I’ve written previously about preparing nettles and sweet chestnut inner bark for making cordage but haven’t shown how to turn the prepared fibres into cordage.  So now seems the time to rectify that.  In the photos below Bob is using nettle fibres, but the process is the same whatever fibres you might have to hand.

Start by holding the nettle about 1/3rd of the way along.  This means that any joins should be staggered and not in the same place.

natural cordage | Kent | London | Essex | south east

The rest of the instructions are for a right handed person, so if you’re a left hander, reverse everything.

Pinch the nettle between your left thumb and index finger.  Twist the nettle away from you with your right thumb and index finger until a kink forms in the nettle.

natural cordage | Kent | London | Essex | south east

Now pinch the kink with your left hand.

natural cordage | Kent | London | Essex | south east

Take one strand and twist it away from you until about 5cm is twisted.  Hold this strand between your middle and ring fingers of your left hand.  Make sure you maintain the tension.

natural cordage | Kent | London | Essex | south east

Now twist the other strand away from you until about 5cm is twisted.  Hold it next to the first strand you twisted and pinch them both with your right thumb and index finger.

natural cordage | Kent | London | Essex | south east

Now twist both strands away from you with your left hand.  They’ll want to twist anyway, so you’re just lending a hand.

natural cordage | Kent | London | Essex | south east

Keep twisting until the twist meets your right hand.  Your cordage should now look something like the photo below.

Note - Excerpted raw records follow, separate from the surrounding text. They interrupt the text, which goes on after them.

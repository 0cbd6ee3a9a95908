// locus.rs - Gene calls on a contig

use bio::bio_types::strand::Strand;
use std::collections::BTreeMap;

/// Provenance of a locus annotation for one annotation system
#[derive(Debug, Clone, Copy, PartialEq)]
pub enum AnnotationSource {
    /// Supplied with the gene calls; hits never overwrite it
    External,
    /// Transferred from a hit with this score
    Hit(f64),
}

/// One gene call on a contig
#[derive(Debug, Clone)]
pub struct Locus {
    pub start: u64,
    pub end: u64,
    pub strand: Strand,
    /// 1-based index by ascending start, assigned when attached to a contig
    pub name: usize,
    pub annotations: BTreeMap<String, String>,
    pub annotation_sources: BTreeMap<String, AnnotationSource>,
    /// Set by the scoring engine under the `ignore` weak-loci policy
    pub ignore: bool,
}

impl Locus {
    pub fn new(start: u64, end: u64, strand: Strand) -> Self {
        Self {
            start,
            end,
            strand,
            name: 0,
            annotations: BTreeMap::new(),
            annotation_sources: BTreeMap::new(),
            ignore: false,
        }
    }

    /// Lower coordinate regardless of input orientation
    pub fn left(&self) -> u64 {
        self.start.min(self.end)
    }

    pub fn right(&self) -> u64 {
        self.start.max(self.end)
    }

    /// Length in nucleotides (coordinates are inclusive)
    pub fn len(&self) -> usize {
        (self.right() - self.left() + 1) as usize
    }

    pub fn is_empty(&self) -> bool {
        self.len() == 0
    }

    /// Attach an annotation from the gene-call source
    pub fn annotate_external(&mut self, system: &str, value: &str) {
        self.annotations.insert(system.to_string(), value.to_string());
        self.annotation_sources
            .insert(system.to_string(), AnnotationSource::External);
    }

    /// Take `value` for `system` if `score` beats the evidence behind the
    /// current value (or `floor` when there is none). External values stay.
    pub fn offer_annotation(&mut self, system: &str, value: &str, score: f64, floor: f64) -> bool {
        let reference = match self.annotation_sources.get(system) {
            Some(AnnotationSource::External) => return false,
            Some(AnnotationSource::Hit(previous)) => *previous,
            None => floor,
        };
        if score > reference {
            self.annotations.insert(system.to_string(), value.to_string());
            self.annotation_sources
                .insert(system.to_string(), AnnotationSource::Hit(score));
            true
        } else {
            false
        }
    }

    /// Strand match where two unknown (`.`) strands count as the same
    pub fn same_strand(&self, strand: Strand) -> bool {
        self.strand.strand_symbol() == strand.strand_symbol()
    }

    /// `start:end:strand` as rendered in output rows
    pub fn geometry(&self) -> String {
        format!("{}:{}:{}", self.start, self.end, self.strand.strand_symbol())
    }
}

/// Fraction of the shorter interval covered by the overlap of two
/// inclusive intervals given in either orientation.
pub fn calc_overlap(a1: u64, a2: u64, b1: u64, b2: u64) -> f64 {
    let (a1, a2) = (a1.min(a2), a1.max(a2));
    let (b1, b2) = (b1.min(b2), b1.max(b2));
    let lo = a1.max(b1);
    let hi = a2.min(b2);
    if hi < lo {
        return 0.0;
    }
    let shorter = (a2 - a1 + 1).min(b2 - b1 + 1);
    (hi - lo + 1) as f64 / shorter as f64
}
// pipeline.rs - Assemble contigs from the loaded input streams

use crate::core::contig::Contig;
use crate::core::settings::Settings;
use crate::data::loaders::ContigGroups;
use crate::data::{Hit, Locus};
use std::collections::{BTreeMap, BTreeSet};

/// A contig with its loci attached and the hits that landed on it.
/// `hits` is `None` when the hit table never mentions the contig.
#[derive(Debug, Clone)]
pub struct ContigInput {
    pub contig: Contig,
    pub hits: Option<Vec<Hit>>,
}

/// Everything evaluation needs, plus the contigs dropped along the way
#[derive(Debug, Default)]
pub struct Assembly {
    pub inputs: Vec<ContigInput>,
    /// Contigs named by the loci or hit streams but missing from the length table
    pub skipped: BTreeSet<String>,
}

impl Assembly {
    pub fn len(&self) -> usize {
        self.inputs.len()
    }

    pub fn is_empty(&self) -> bool {
        self.inputs.is_empty()
    }

    pub fn with_hits(&self) -> usize {
        self.inputs.iter().filter(|input| input.hits.is_some()).count()
    }
}

/// One input per contig of the length table, in name order
pub fn assemble_contigs(
    lengths: &BTreeMap<String, u64>,
    loci: ContigGroups<Locus>,
    hits: ContigGroups<Hit>,
    settings: &Settings,
) -> Assembly {
    let mut skipped = BTreeSet::new();

    let mut contigs: BTreeMap<String, Contig> = lengths
        .iter()
        .map(|(name, &length)| (name.clone(), Contig::new(name, length)))
        .collect();

    for (name, group) in loci {
        match contigs.get_mut(&name) {
            Some(contig) => contig.attach_loci(group, settings),
            None => {
                eprintln!("⚠️  Warning: loci reference unknown contig '{}'; skipping", name);
                skipped.insert(name);
            }
        }
    }

    let mut hits_by_contig: BTreeMap<String, Vec<Hit>> = BTreeMap::new();
    for (name, group) in hits {
        if contigs.contains_key(&name) {
            hits_by_contig.insert(name, group);
        } else {
            if !skipped.contains(&name) {
                eprintln!("⚠️  Warning: hits reference unknown contig '{}'; skipping", name);
            }
            skipped.insert(name);
        }
    }

    let inputs = contigs
        .into_iter()
        .map(|(name, contig)| ContigInput {
            contig,
            hits: hits_by_contig.remove(&name),
        })
        .collect();

    Assembly { inputs, skipped }
}

#[cfg(test)]
mod tests {
    use super::*;
    use bio::bio_types::strand::Strand;

    #[test]
    fn test_assemble_keeps_every_length_entry() {
        let settings = Settings {
            min_gene_length: 0,
            ..Settings::default()
        };
        let lengths: BTreeMap<String, u64> =
            [("c2".to_string(), 500), ("c1".to_string(), 300)].into_iter().collect();
        let loci = vec![
            ("c1".to_string(), vec![Locus::new(1, 100, Strand::Forward)]),
            ("ghost".to_string(), vec![Locus::new(1, 100, Strand::Forward)]),
        ];
        let hits = vec![
            ("c1".to_string(), vec![Hit::new(1, 100, "s__X1", 0.9)]),
            ("phantom".to_string(), vec![Hit::new(1, 100, "s__X1", 0.9)]),
        ];

        let assembly = assemble_contigs(&lengths, loci, hits, &settings);
        assert_eq!(assembly.len(), 2);
        assert_eq!(assembly.with_hits(), 1);
        assert_eq!(assembly.inputs[0].contig.name, "c1");
        assert_eq!(assembly.inputs[0].contig.loci.len(), 1);
        assert!(assembly.inputs[1].hits.is_none());
        assert!(assembly.inputs[1].contig.loci.is_empty());
        assert_eq!(
            assembly.skipped.iter().collect::<Vec<_>>(),
            vec!["ghost", "phantom"]
        );
    }
}
// main.rs - CLI entry point

use std::time::Instant;

use lgtcall::cli::Config;
use lgtcall::output::{write_results, write_summary, InputFiles, OutputPaths, RunSummary};
use lgtcall::prelude::*;

fn main() {
    if let Err(e) = run_main() {
        eprintln!("❌ ERROR: {}", e);
        std::process::exit(1);
    }
}

fn run_main() -> Result<(), String> {
    let mut args: Args = argh::from_env();
    let command_line = std::env::args().collect::<Vec<String>>().join(" ");

    // Handle generate config first
    if args.generate_config {
        let sample_config = Config::generate_sample();
        println!("{}", sample_config);
        println!("\n💡 Save this content to a .toml file and use --config /path/to/config.toml");
        return Ok(());
    }

    // Load configuration file if specified
    if let Some(config_path) = args.config.clone() {
        args = args.with_config_file(&config_path)?;
    }

    let validated = validate_args(&args)?;
    let settings = validated.settings;
    let inputs = validated.inputs;

    println!("🚀 {}", lgtcall::get_info());

    // Configure thread pool
    if let Some(n) = args.threads {
        rayon::ThreadPoolBuilder::new()
            .num_threads(n)
            .build_global()
            .map_err(|e| format!("Failed to configure thread pool: {}", e))?;
        println!("🧵 Threads: {}", n);
    } else {
        let num_threads = rayon::current_num_threads();
        println!("🧵 Threads: {} (auto-detected)", num_threads);
    }
    println!(
        "🎯 k1 = {}, k2 = {}, weak loci: {}, two-clade ties: {}",
        settings.one_clade_threshold,
        settings.two_clade_threshold,
        settings.weak_loci,
        settings.disambiguate_two
    );

    let total_start = Instant::now();

    println!("📂 Loading taxonomy: {}", inputs.taxonomy.display());
    let taxonomy = read_taxonomy(&inputs.taxonomy, &settings.root_clade)?;

    println!("📂 Loading contig lengths: {}", inputs.contigs.display());
    let lengths = read_contig_lengths(&inputs.contigs)?;

    println!("🧬 Attaching loci: {}", inputs.gff.display());
    let loci = read_contig_loci(&inputs.gff, args.gff_annotations)?;

    println!("📂 Loading hits: {}", inputs.hits.display());
    let hits = read_contig_hits(&inputs.hits)?;

    let assembly = assemble_contigs(&lengths, loci, hits, &settings);
    if !assembly.skipped.is_empty() {
        eprintln!(
            "⚠️  Warning: {} contigs in the loci/hit inputs are missing from {}",
            assembly.skipped.len(),
            inputs.contigs.display()
        );
    }
    let contigs_with_hits = assembly.with_hits();
    let skipped_contigs: Vec<String> = assembly.skipped.iter().cloned().collect();

    if args.dry_run {
        println!("✅ Dry run completed successfully");
        println!(
            "📊 {} contigs, {} with hits, {} skipped",
            assembly.len(),
            contigs_with_hits,
            skipped_contigs.len()
        );
        return Ok(());
    }

    let evaluator = Evaluator::new(&settings, &taxonomy);
    if !evaluator.filters().is_empty() {
        println!("🔍 LGT filters: {}", evaluator.filters().names().join(", "));
    }
    let results = evaluate_all(assembly.inputs, &evaluator, !args.no_progress);

    let paths = OutputPaths::new(&validated.outdir, &validated.basename);
    let counts = write_results(&results, &taxonomy, &paths)?;

    let total_elapsed = total_start.elapsed();
    println!(
        "📊 Calls: {} lgt, {} no_lgt, {} unclassified",
        counts.lgt, counts.no_lgt, counts.unclassified
    );

    if let Some(summary_path) = &args.summary {
        let mut summary = RunSummary {
            version: lgtcall::VERSION.to_string(),
            generated: chrono::Utc::now().to_rfc3339(),
            command_line,
            threads: rayon::current_num_threads(),
            inputs: InputFiles {
                contigs: inputs.contigs.display().to_string(),
                gff: inputs.gff.display().to_string(),
                hits: inputs.hits.display().to_string(),
                taxonomy: inputs.taxonomy.display().to_string(),
            },
            settings: settings.clone(),
            filters: evaluator.filters().names().iter().map(|name| name.to_string()).collect(),
            contigs: results.len(),
            contigs_with_hits,
            counts,
            skipped_contigs,
            climb_cap_contigs: Vec::new(),
            climbed_contigs: 0,
            elapsed_seconds: total_elapsed.as_secs_f64(),
        };
        summary.record_results(&results);
        write_summary(std::path::Path::new(summary_path), &summary)?;
    }

    println!("⏱️  Total time: {:.2}s", total_elapsed.as_secs_f64());
    Ok(())
}
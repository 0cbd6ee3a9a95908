// taxonomy.rs - Read-only clade tree queried by the scoring engine

use std::collections::{BTreeMap, BTreeSet};

/// Queries the evaluation engine makes against a reference taxonomy.
///
/// Implementations are never mutated during evaluation and are shared
/// across worker threads.
pub trait Taxonomy: Send + Sync {
    /// Name of the clade that terminates taxonomic climbing
    fn root(&self) -> &str;

    /// Parent of `clade`, or `None` at the root or for clades outside the tree
    fn get_parent(&self, clade: &str) -> Option<&str>;

    /// Ordered path root→clade
    fn get_lineage(&self, clade: &str) -> Vec<String>;

    /// Clades sharing the immediate parent of `clade`, excluding `clade` itself
    fn get_sisters(&self, clade: &str) -> BTreeSet<String>;

    /// Number of leaf descendants (a leaf counts itself)
    fn get_leaf_count(&self, clade: &str) -> usize;

    /// Lowest common ancestor of all `clades`
    fn get_lca(&self, clades: &[&str]) -> String {
        let mut lineages = clades.iter().map(|c| self.get_lineage(c));
        let mut shared = match lineages.next() {
            Some(first) => first,
            None => return self.root().to_string(),
        };
        for lineage in lineages {
            let common = shared
                .iter()
                .zip(lineage.iter())
                .take_while(|(a, b)| a == b)
                .count();
            shared.truncate(common);
        }
        shared
            .pop()
            .unwrap_or_else(|| self.root().to_string())
    }

    /// For each clade, the lineage segment strictly below `ancestor` down to the clade
    fn get_tails(&self, clades: &[&str], ancestor: &str) -> Vec<Vec<String>> {
        clades
            .iter()
            .map(|clade| {
                let lineage = self.get_lineage(clade);
                match lineage.iter().position(|c| c == ancestor) {
                    Some(pos) => lineage[pos + 1..].to_vec(),
                    None => lineage,
                }
            })
            .collect()
    }
}

/// Parent/child taxonomy loaded from a two-column table
#[derive(Debug, Clone)]
pub struct TaxonomyTree {
    root: String,
    parents: BTreeMap<String, String>,
    children: BTreeMap<String, BTreeSet<String>>,
    leaf_counts: BTreeMap<String, usize>,
}

impl TaxonomyTree {
    /// Build a tree from `(clade, parent)` edges.
    ///
    /// The root must appear as a node (with or without an edge). Edges that
    /// form a cycle or never reach the root are rejected.
    pub fn from_edges<I>(root: &str, edges: I) -> Result<Self, String>
    where
        I: IntoIterator<Item = (String, String)>,
    {
        let mut parents = BTreeMap::new();
        let mut children: BTreeMap<String, BTreeSet<String>> = BTreeMap::new();

        for (clade, parent) in edges {
            if clade == root {
                continue;
            }
            if clade == parent {
                return Err(format!("Clade '{}' is listed as its own parent", clade));
            }
            if let Some(previous) = parents.get(&clade) {
                if previous != &parent {
                    return Err(format!(
                        "Clade '{}' has conflicting parents '{}' and '{}'",
                        clade, previous, parent
                    ));
                }
                continue;
            }
            children
                .entry(parent.clone())
                .or_default()
                .insert(clade.clone());
            parents.insert(clade, parent);
        }

        // every clade must climb to the root within |tree| steps
        let limit = parents.len() + 1;
        for clade in parents.keys() {
            let mut current = clade.as_str();
            let mut steps = 0;
            while current != root {
                current = parents.get(current).map(String::as_str).ok_or_else(|| {
                    format!("Clade '{}' does not descend from root '{}'", clade, root)
                })?;
                steps += 1;
                if steps > limit {
                    return Err(format!("Cycle detected in taxonomy at clade '{}'", clade));
                }
            }
        }

        let mut tree = Self {
            root: root.to_string(),
            parents,
            children,
            leaf_counts: BTreeMap::new(),
        };
        tree.leaf_counts = tree.count_leaves();
        Ok(tree)
    }

    fn count_leaves(&self) -> BTreeMap<String, usize> {
        let mut counts: BTreeMap<String, usize> = BTreeMap::new();
        let leaves = self
            .parents
            .keys()
            .filter(|c| !self.children.contains_key(*c));
        for leaf in leaves {
            let mut current = Some(leaf.as_str());
            while let Some(clade) = current {
                *counts.entry(clade.to_string()).or_insert(0) += 1;
                current = self.parents.get(clade).map(String::as_str);
            }
        }
        counts
    }

    /// Number of clades including the root
    pub fn len(&self) -> usize {
        self.parents.len() + 1
    }

    pub fn is_empty(&self) -> bool {
        self.parents.is_empty()
    }
}

impl Taxonomy for TaxonomyTree {
    fn root(&self) -> &str {
        &self.root
    }

    fn get_parent(&self, clade: &str) -> Option<&str> {
        self.parents.get(clade).map(String::as_str)
    }

    fn get_lineage(&self, clade: &str) -> Vec<String> {
        let mut lineage = vec![clade.to_string()];
        let mut current = clade;
        while let Some(parent) = self.get_parent(current) {
            lineage.push(parent.to_string());
            current = parent;
        }
        lineage.reverse();
        lineage
    }

    fn get_sisters(&self, clade: &str) -> BTreeSet<String> {
        self.get_parent(clade)
            .and_then(|parent| self.children.get(parent))
            .map(|siblings| siblings.iter().filter(|s| *s != clade).cloned().collect())
            .unwrap_or_default()
    }

    fn get_leaf_count(&self, clade: &str) -> usize {
        self.leaf_counts.get(clade).copied().unwrap_or(0)
    }
}
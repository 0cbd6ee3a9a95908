// Clade-leaves filter: both clades must be backed by enough reference leaves

use super::LgtFilter;
use crate::core::contig::Contig;
use crate::core::explanation::Explanation;
use crate::data::Taxonomy;

pub struct CladeLeavesFilter {
    minimum: usize,
}

impl CladeLeavesFilter {
    pub fn new(minimum: usize) -> Self {
        Self { minimum }
    }
}

impl LgtFilter for CladeLeavesFilter {
    fn name(&self) -> &'static str {
        "clade-leaves"
    }

    fn passes(&self, option: &Explanation, _contig: &Contig, taxonomy: &dyn Taxonomy) -> bool {
        let leaves1 = taxonomy.get_leaf_count(&option.clade1);
        let leaves2 = option
            .clade2
            .as_deref()
            .map_or(leaves1, |clade| taxonomy.get_leaf_count(clade));
        leaves1.min(leaves2) >= self.minimum
    }
}

#[cfg(test)]
mod tests {
    use super::*;
    use crate::core::contig::tests::{scored_contig, test_settings};
    use crate::data::taxonomy::tests::sample_tree;

    #[test]
    fn test_clade_leaves() {
        let settings = test_settings();
        let tree = sample_tree();
        let contig = scored_contig(2, &[("g__X", 0, 0.9), ("s__Y1", 1, 0.9)], &settings);
        let option = Explanation::two_clade(&contig, "g__X", "s__Y1", 0.9, 0.9, 0.8);
        // g__X has two leaves, s__Y1 is itself a leaf
        assert!(CladeLeavesFilter::new(1).passes(&option, &contig, &tree));
        assert!(!CladeLeavesFilter::new(2).passes(&option, &contig, &tree));
    }
}
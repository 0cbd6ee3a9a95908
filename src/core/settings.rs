// settings.rs - Evaluation thresholds and policies

use serde::{Deserialize, Serialize};
use std::fmt;
use std::str::FromStr;

/// Handling of loci that no known clade explains confidently
#[derive(Debug, Clone, Copy, PartialEq, Eq, Serialize, Deserialize)]
pub enum WeakLoci {
    /// Leave them in; they drag down every explanation
    Penalize,
    /// Add a synthetic clade scoring `1 - max` at each locus
    AssignUnknown,
    /// Mask them out of scoring and synteny
    Ignore,
}

/// Stringency of annotation transfer from hits to loci
#[derive(Debug, Clone, Copy, PartialEq, Eq, Serialize, Deserialize)]
pub enum TransferMode {
    Lenient,
    Strict,
    VeryStrict,
}

/// Resolution of near-tied one-clade explanations
#[derive(Debug, Clone, Copy, PartialEq, Eq, Serialize, Deserialize)]
pub enum DisambiguateOne {
    ReportBest,
    Meld,
}

/// Resolution of near-tied two-clade explanations
#[derive(Debug, Clone, Copy, PartialEq, Eq, Serialize, Deserialize)]
pub enum DisambiguateTwo {
    ReportBest,
    Jump,
    Meld,
}

impl FromStr for WeakLoci {
    type Err = String;

    fn from_str(s: &str) -> Result<Self, Self::Err> {
        match s.to_lowercase().as_str() {
            "penalize" => Ok(WeakLoci::Penalize),
            "assign-unknown" => Ok(WeakLoci::AssignUnknown),
            "ignore" => Ok(WeakLoci::Ignore),
            _ => Err(format!(
                "Invalid weak-loci policy: {}. Use: ignore, penalize, assign-unknown",
                s
            )),
        }
    }
}

impl FromStr for TransferMode {
    type Err = String;

    fn from_str(s: &str) -> Result<Self, Self::Err> {
        match s.to_lowercase().as_str() {
            "lenient" => Ok(TransferMode::Lenient),
            "strict" => Ok(TransferMode::Strict),
            "very-strict" => Ok(TransferMode::VeryStrict),
            _ => Err(format!(
                "Invalid annotation transfer mode: {}. Use: lenient, strict, very-strict",
                s
            )),
        }
    }
}

impl FromStr for DisambiguateOne {
    type Err = String;

    fn from_str(s: &str) -> Result<Self, Self::Err> {
        match s.to_lowercase().as_str() {
            "report-best" => Ok(DisambiguateOne::ReportBest),
            "meld" => Ok(DisambiguateOne::Meld),
            _ => Err(format!(
                "Invalid one-clade disambiguation: {}. Use: report-best, meld",
                s
            )),
        }
    }
}

impl FromStr for DisambiguateTwo {
    type Err = String;

    fn from_str(s: &str) -> Result<Self, Self::Err> {
        match s.to_lowercase().as_str() {
            "report-best" => Ok(DisambiguateTwo::ReportBest),
            "jump" => Ok(DisambiguateTwo::Jump),
            "meld" => Ok(DisambiguateTwo::Meld),
            _ => Err(format!(
                "Invalid two-clade disambiguation: {}. Use: report-best, jump, meld",
                s
            )),
        }
    }
}

impl fmt::Display for WeakLoci {
    fn fmt(&self, f: &mut fmt::Formatter<'_>) -> fmt::Result {
        let name = match self {
            WeakLoci::Penalize => "penalize",
            WeakLoci::AssignUnknown => "assign-unknown",
            WeakLoci::Ignore => "ignore",
        };
        write!(f, "{}", name)
    }
}

impl fmt::Display for DisambiguateTwo {
    fn fmt(&self, f: &mut fmt::Formatter<'_>) -> fmt::Result {
        let name = match self {
            DisambiguateTwo::ReportBest => "report-best",
            DisambiguateTwo::Jump => "jump",
            DisambiguateTwo::Meld => "meld",
        };
        write!(f, "{}", name)
    }
}

/// Read-only configuration shared by every contig evaluation
#[derive(Debug, Clone, PartialEq, Serialize, Deserialize)]
pub struct Settings {
    /// k1: minimum per-gene score for a one-clade explanation
    pub one_clade_threshold: f64,
    /// k2: minimum per-gene score for a two-clade explanation
    pub two_clade_threshold: f64,
    pub disambiguate_one: DisambiguateOne,
    pub disambiguate_two: DisambiguateTwo,
    /// Rank window for near-tied explanations
    pub range: f64,
    /// Climbs applied before the first explanation attempt
    pub jump_taxonomy: Option<usize>,
    /// Keep melded LGTs whose clades are ancestor/descendant
    pub allow_lca: bool,
    pub ambiguous_fraction: Option<f64>,
    pub clade_genes: Option<usize>,
    pub clade_leaves: Option<usize>,
    pub sister_penalty: Option<f64>,
    pub weak_loci: WeakLoci,
    pub transfer_annotations: TransferMode,
    pub min_overlap: f64,
    pub min_gene_length: usize,
    pub min_scov: f64,
    pub stranded: bool,
    pub root_clade: String,
    pub unknown_clade: String,
    /// Upper bound on taxonomic climbs per contig
    pub max_climbs: usize,
}

impl Default for Settings {
    fn default() -> Self {
        Self {
            one_clade_threshold: 0.5,
            two_clade_threshold: 0.8,
            disambiguate_one: DisambiguateOne::Meld,
            disambiguate_two: DisambiguateTwo::Meld,
            range: 0.05,
            jump_taxonomy: None,
            allow_lca: false,
            ambiguous_fraction: Some(0.1),
            clade_genes: None,
            clade_leaves: None,
            sister_penalty: None,
            weak_loci: WeakLoci::Ignore,
            transfer_annotations: TransferMode::Strict,
            min_overlap: 0.1,
            min_gene_length: 200,
            min_scov: 0.0,
            stranded: false,
            root_clade: "r__Root".to_string(),
            unknown_clade: "Unknown".to_string(),
            max_climbs: 100,
        }
    }
}

impl Settings {
    /// Lower of k1/k2; loci below it everywhere are weak
    pub fn min_threshold(&self) -> f64 {
        self.one_clade_threshold.min(self.two_clade_threshold)
    }

    pub fn max_threshold(&self) -> f64 {
        self.one_clade_threshold.max(self.two_clade_threshold)
    }

    /// Score a hit must beat to annotate a locus that has no annotation yet
    pub fn transfer_threshold(&self) -> f64 {
        match self.transfer_annotations {
            TransferMode::Lenient => 0.0,
            TransferMode::Strict => self.min_threshold(),
            TransferMode::VeryStrict => self.max_threshold(),
        }
    }

    /// Check ranges that argument parsing cannot express
    pub fn validate(&self) -> Result<(), String> {
        let unit = [
            ("one-clade-threshold", Some(self.one_clade_threshold)),
            ("two-clade-threshold", Some(self.two_clade_threshold)),
            ("min-overlap", Some(self.min_overlap)),
            ("min-scov", Some(self.min_scov)),
            ("ambiguous-fraction", self.ambiguous_fraction),
            ("sister-penalty", self.sister_penalty),
        ];
        for (name, value) in unit {
            if let Some(v) = value {
                if !(0.0..=1.0).contains(&v) {
                    return Err(format!("--{} must be between 0.0 and 1.0 (got {})", name, v));
                }
            }
        }
        if self.range < 0.0 {
            return Err(format!("--range must be non-negative (got {})", self.range));
        }
        if self.jump_taxonomy == Some(0) {
            return Err("--jump-taxonomy must be at least 1".to_string());
        }
        if self.clade_genes == Some(0) || self.clade_leaves == Some(0) {
            return Err("--clade-genes and --clade-leaves must be at least 1".to_string());
        }
        if self.max_climbs == 0 {
            return Err("climbing cap must be at least 1".to_string());
        }
        Ok(())
    }
}

#[cfg(test)]
mod tests {
    use super::*;

    #[test]
    fn test_thresholds_handle_swapped_k() {
        let settings = Settings {
            one_clade_threshold: 0.9,
            two_clade_threshold: 0.6,
            ..Settings::default()
        };
        assert_eq!(settings.min_threshold(), 0.6);
        assert_eq!(settings.max_threshold(), 0.9);
        assert_eq!(settings.transfer_threshold(), 0.6);

        let lenient = Settings {
            transfer_annotations: TransferMode::Lenient,
            ..settings.clone()
        };
        assert_eq!(lenient.transfer_threshold(), 0.0);
        let very = Settings {
            transfer_annotations: TransferMode::VeryStrict,
            ..settings
        };
        assert_eq!(very.transfer_threshold(), 0.9);
    }

    #[test]
    fn test_policy_parsing() {
        assert_eq!("assign-unknown".parse::<WeakLoci>(), Ok(WeakLoci::AssignUnknown));
        assert_eq!("JUMP".parse::<DisambiguateTwo>(), Ok(DisambiguateTwo::Jump));
        assert_eq!("report-best".parse::<DisambiguateOne>(), Ok(DisambiguateOne::ReportBest));
        assert!("jump".parse::<DisambiguateOne>().is_err());
        assert!("loose".parse::<TransferMode>().is_err());
        assert_eq!(WeakLoci::AssignUnknown.to_string(), "assign-unknown");
    }

    #[test]
    fn test_validate() {
        assert!(Settings::default().validate().is_ok());
        let bad = Settings {
            two_clade_threshold: 1.5,
            ..Settings::default()
        };
        assert!(bad.validate().is_err());
        let bad_jump = Settings {
            jump_taxonomy: Some(0),
            ..Settings::default()
        };
        assert!(bad_jump.validate().is_err());
    }
}
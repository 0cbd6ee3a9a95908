// mod.rs - CLI module

pub mod args;
pub mod config;
pub mod merge;
pub mod validation;

// Re-export main types for convenience
pub use args::Args;
pub use config::Config;
pub use validation::{settings_from_args, validate_args, InputPaths, ValidationResult};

natural cordage | Kent | London | Essex | south east

Now pinch the two strands just at the end of where the twisting ends, again with your left thumb and index finger.

natural cordage | Kent | London | Essex | south east

Twist one strand away from you for about 5cm and pinch it between your middle and ring finger.  Then twist the other strand away from you, pinch the two together with your right hand and twist away from you with your left.

natural cordage | Kent | London | Essex | south east

Keep repeating this process.  At some stage your going to have to join in another piece of fibre as one of the strands runs out.  natural cordage | Kent | London | Essex | south eastThis is especially easy with nettles but the process is more or less the same for any fibres.  Before you run out, lay another fibre next to the one that’s getting short.  Nettles are nearly always wider at the bottom than at the top, which means that when you prepare the fibres, one end will be thicker than the other.  So if it’s a fat end running out, join in a thin end.  And if it’s a thin end running out, add in a thick end.

natural cordage | Kent | London | Essex | south east

Twist the new and old fibres together, away from you.

natural cordage | Kent | London | Essex | south east

And now carry on as previously.

natural cordage | Kent | London | Essex | south east

There’ll be a couple of ends sticking out, just trim them off at the end.

natural cordage | Kent | London | Essex | south east

And just keep going!  You can then make 3 lots of 2 ply cord and plait them together, but that’s a whole different post!

We make cordage on many of our courses, including the IOL Bushcraft Competency Certificate course, our 5 Day Bushcraft Course, and of course on our Cordage & Containers  day.  You can see plenty of photos from all of these courses on our Facebook page.


About Gary

Lead Instructor at Jack Raven Bushcraft, teaching bushcraft, wilderness and survival skills to groups and individuals.